[Extracted material Boundary: Start]

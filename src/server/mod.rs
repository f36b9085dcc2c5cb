mod config;
mod daemon;

pub use config::{
  BackendType, LikesSection, LoggingSection, PostgresSection, RepliesSection, ServerConfig,
  SqliteSection, StoreSection, ViewsSection, WorkersSection,
};
pub use daemon::Daemon;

[Extracted material Boundary: End]

--- Activity ---
Every record above needs to be restated exactly.

--- Response below ---
filename src/server/mod.rs
repository f36b9085dcc2c5cb
mod config;
mod daemon;

pub use config::{
  BackendType, LikesSection, LoggingSection, PostgresSection, RepliesSection, ServerConfig,
  SqliteSection, StoreSection, ViewsSection, WorkersSection,
};
pub use daemon::Daemon;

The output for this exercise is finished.